Saved entries
- - - -
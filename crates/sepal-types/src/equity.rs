use std::fmt;

use chrono::NaiveDate;
use serde::de::{self, MapAccess, SeqAccess, Visitor};
use serde::{Deserialize, Deserializer, Serialize};
use serde_json::Value;

use crate::common::{coerce_f64, deserialize_lenient_f64};

/// Value contributed by a single account at a given date
#[derive(Debug, Clone, PartialEq, Serialize, Deserialize)]
pub struct AccountValue {
    pub name: String,
    pub value: f64,
}

/// One dated sample of a portfolio growth series.
///
/// Decoding is lenient: a missing or non-numeric `normalized`/`portfolio`
/// becomes `0.0` and a missing or malformed `accounts` becomes empty, so
/// consumers never need to coalesce again. `accounts` keeps document order.
#[derive(Debug, Clone, PartialEq, Serialize, Deserialize)]
pub struct EquityPoint {
    #[serde(deserialize_with = "deserialize_point_date")]
    pub date: NaiveDate,
    #[serde(default, deserialize_with = "deserialize_lenient_f64")]
    pub portfolio: f64,
    #[serde(default, deserialize_with = "deserialize_lenient_f64")]
    pub normalized: f64,
    #[serde(default, deserialize_with = "deserialize_accounts")]
    pub accounts: Vec<AccountValue>,
}

impl EquityPoint {
    pub fn new(date: NaiveDate, normalized: f64) -> Self {
        Self {
            date,
            portfolio: 0.0,
            normalized,
            accounts: Vec::new(),
        }
    }

    #[must_use]
    pub fn with_account(mut self, name: impl Into<String>, value: f64) -> Self {
        self.accounts.push(AccountValue {
            name: name.into(),
            value,
        });
        self
    }

    /// Value of the named account at this point, `0.0` when absent
    pub fn account_value(&self, name: &str) -> f64 {
        self.accounts
            .iter()
            .find(|acc| acc.name == name)
            .map_or(0.0, |acc| acc.value)
    }
}

/// Decodes an equity series coming from the API.
///
/// Anything other than an array yields an empty series; individual points
/// that cannot be decoded are dropped.
pub fn decode_equity_points(value: Value) -> Vec<EquityPoint> {
    let Value::Array(items) = value else {
        if !value.is_null() {
            tracing::warn!("Equity payload is not an array, treating it as empty");
        }
        return Vec::new();
    };

    items
        .into_iter()
        .enumerate()
        .filter_map(|(index, item)| match serde_json::from_value(item) {
            Ok(point) => Some(point),
            Err(e) => {
                tracing::warn!(index, error = %e, "Dropping malformed equity point");
                None
            }
        })
        .collect()
}

// Accepts both `2024-01-01` and `2024-01-01T00:00:00`
fn deserialize_point_date<'de, D>(deserializer: D) -> Result<NaiveDate, D::Error>
where
    D: Deserializer<'de>,
{
    let raw = String::deserialize(deserializer)?;
    let date_part = raw.get(..10).unwrap_or(&raw);
    NaiveDate::parse_from_str(date_part, "%Y-%m-%d")
        .map_err(|e| de::Error::custom(format!("invalid equity point date '{raw}': {e}")))
}

fn deserialize_accounts<'de, D>(deserializer: D) -> Result<Vec<AccountValue>, D::Error>
where
    D: Deserializer<'de>,
{
    deserializer.deserialize_any(AccountsVisitor)
}

struct AccountsVisitor;

impl<'de> Visitor<'de> for AccountsVisitor {
    type Value = Vec<AccountValue>;

    fn expecting(&self, f: &mut fmt::Formatter<'_>) -> fmt::Result {
        f.write_str("a map of account values or a list of {name, value} entries")
    }

    fn visit_map<A>(self, mut map: A) -> Result<Self::Value, A::Error>
    where
        A: MapAccess<'de>,
    {
        let mut accounts = Vec::new();
        while let Some((name, value)) = map.next_entry::<String, Value>()? {
            accounts.push(AccountValue {
                name,
                value: coerce_f64(&value),
            });
        }
        Ok(accounts)
    }

    fn visit_seq<A>(self, mut seq: A) -> Result<Self::Value, A::Error>
    where
        A: SeqAccess<'de>,
    {
        let mut accounts = Vec::new();
        while let Some(entry) = seq.next_element::<Value>()? {
            let name = entry.get("name").and_then(Value::as_str);
            if let Some(name) = name {
                accounts.push(AccountValue {
                    name: name.to_string(),
                    value: entry.get("value").map_or(0.0, coerce_f64),
                });
            }
        }
        Ok(accounts)
    }

    fn visit_some<D>(self, deserializer: D) -> Result<Self::Value, D::Error>
    where
        D: Deserializer<'de>,
    {
        deserializer.deserialize_any(self)
    }

    fn visit_none<E: de::Error>(self) -> Result<Self::Value, E> {
        Ok(Vec::new())
    }

    fn visit_unit<E: de::Error>(self) -> Result<Self::Value, E> {
        Ok(Vec::new())
    }

    fn visit_bool<E: de::Error>(self, _: bool) -> Result<Self::Value, E> {
        Ok(Vec::new())
    }

    fn visit_i64<E: de::Error>(self, _: i64) -> Result<Self::Value, E> {
        Ok(Vec::new())
    }

    fn visit_u64<E: de::Error>(self, _: u64) -> Result<Self::Value, E> {
        Ok(Vec::new())
    }

    fn visit_f64<E: de::Error>(self, _: f64) -> Result<Self::Value, E> {
        Ok(Vec::new())
    }

    fn visit_str<E: de::Error>(self, _: &str) -> Result<Self::Value, E> {
        Ok(Vec::new())
    }
}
- - - -
### Try it
Each entry, exactly as written, should be set down once more.

### Written answer
filename crates/sepal-types/src/equity.rs
use std::fmt;

use chrono::NaiveDate;
use serde::de::{self, MapAccess, SeqAccess, Visitor};
use serde::{Deserialize, Deserializer, Serialize};
use serde_json::Value;

use crate::common::{coerce_f64, deserialize_lenient_f64};

/// Value contributed by a single account at a given date
#[derive(Debug, Clone, PartialEq, Serialize, Deserialize)]
pub struct AccountValue {
    pub name: String,
    pub value: f64,
}

/// One dated sample of a portfolio growth series.
///
/// Decoding is lenient: a missing or non-numeric `normalized`/`portfolio`
/// becomes `0.0` and a missing or malformed `accounts` becomes empty, so
/// consumers never need to coalesce again. `accounts` keeps document order.
#[derive(Debug, Clone, PartialEq, Serialize, Deserialize)]
pub struct EquityPoint {
    #[serde(deserialize_with = "deserialize_point_date")]
    pub date: NaiveDate,
    #[serde(default, deserialize_with = "deserialize_lenient_f64")]
    pub portfolio: f64,
    #[serde(default, deserialize_with = "deserialize_lenient_f64")]
    pub normalized: f64,
    #[serde(default, deserialize_with = "deserialize_accounts")]
    pub accounts: Vec<AccountValue>,
}

impl EquityPoint {
    pub fn new(date: NaiveDate, normalized: f64) -> Self {
        Self {
            date,
            portfolio: 0.0,
            normalized,
            accounts: Vec::new(),
        }
    }

    #[must_use]
    pub fn with_account(mut self, name: impl Into<String>, value: f64) -> Self {
        self.accounts.push(AccountValue {
            name: name.into(),
            value,
        });
        self
    }

    /// Value of the named account at this point, `0.0` when absent
    pub fn account_value(&self, name: &str) -> f64 {
        self.accounts
            .iter()
            .find(|acc| acc.name == name)
            .map_or(0.0, |acc| acc.value)
    }
}

/// Decodes an equity series coming from the API.
///
/// Anything other than an array yields an empty series; individual points
/// that cannot be decoded are dropped.
pub fn decode_equity_points(value: Value) -> Vec<EquityPoint> {
    let Value::Array(items) = value else {
        if !value.is_null() {
            tracing::warn!("Equity payload is not an array, treating it as empty");
        }
        return Vec::new();
    };

    items
        .into_iter()
        .enumerate()
        .filter_map(|(index, item)| match serde_json::from_value(item) {
            Ok(point) => Some(point),
            Err(e) => {
                tracing::warn!(index, error = %e, "Dropping malformed equity point");
                None
            }
        })
        .collect()
}

// Accepts both `2024-01-01` and `2024-01-01T00:00:00`
fn deserialize_point_date<'de, D>(deserializer: D) -> Result<NaiveDate, D::Error>
where
    D: Deserializer<'de>,
{
    let raw = String::deserialize(deserializer)?;
    let date_part = raw.get(..10).unwrap_or(&raw);
    NaiveDate::parse_from_str(date_part, "%Y-%m-%d")
        .map_err(|e| de::Error::custom(format!("invalid equity point date '{raw}': {e}")))
}

fn deserialize_accounts<'de, D>(deserializer: D) -> Result<Vec<AccountValue>, D::Error>
where
    D: Deserializer<'de>,
{
    deserializer.deserialize_any(AccountsVisitor)
}

struct AccountsVisitor;

impl<'de> Visitor<'de> for AccountsVisitor {
    type Value = Vec<AccountValue>;

    fn expecting(&self, f: &mut fmt::Formatter<'_>) -> fmt::Result {
        f.write_str("a map of account values or a list of {name, value} entries")
    }

    fn visit_map<A>(self, mut map: A) -> Result<Self::Value, A::Error>
    where
        A: MapAccess<'de>,
    {
        let mut accounts = Vec::new();
        while let Some((name, value)) = map.next_entry::<String, Value>()? {
            accounts.push(AccountValue {
                name,
                value: coerce_f64(&value),
            });
        }
        Ok(accounts)
    }

    fn visit_seq<A>(self, mut seq: A) -> Result<Self::Value, A::Error>
    where
        A: SeqAccess<'de>,
    {
        let mut accounts = Vec::new();
        while let Some(entry) = seq.next_element::<Value>()? {
            let name = entry.get("name").and_then(Value::as_str);
            if let Some(name) = name {
                accounts.push(AccountValue {
                    name: name.to_string(),
                    value: entry.get("value").map_or(0.0, coerce_f64),
                });
            }
        }
        Ok(accounts)
    }

    fn visit_some<D>(self, deserializer: D) -> Result<Self::Value, D::Error>
    where
        D: Deserializer<'de>,
    {
        deserializer.deserialize_any(self)
    }

    fn visit_none<E: de::Error>(self) -> Result<Self::Value, E> {
        Ok(Vec::new())
    }

    fn visit_unit<E: de::Error>(self) -> Result<Self::Value, E> {
        Ok(Vec::new())
    }

    fn visit_bool<E: de::Error>(self, _: bool) -> Result<Self::Value, E> {
        Ok(Vec::new())
    }

    fn visit_i64<E: de::Error>(self, _: i64) -> Result<Self::Value, E> {
        Ok(Vec::new())
    }

    fn visit_u64<E: de::Error>(self, _: u64) -> Result<Self::Value, E> {
        Ok(Vec::new())
    }

    fn visit_f64<E: de::Error>(self, _: f64) -> Result<Self::Value, E> {
        Ok(Vec::new())
    }

    fn visit_str<E: de::Error>(self, _: &str) -> Result<Self::Value, E> {
        Ok(Vec::new())
    }
}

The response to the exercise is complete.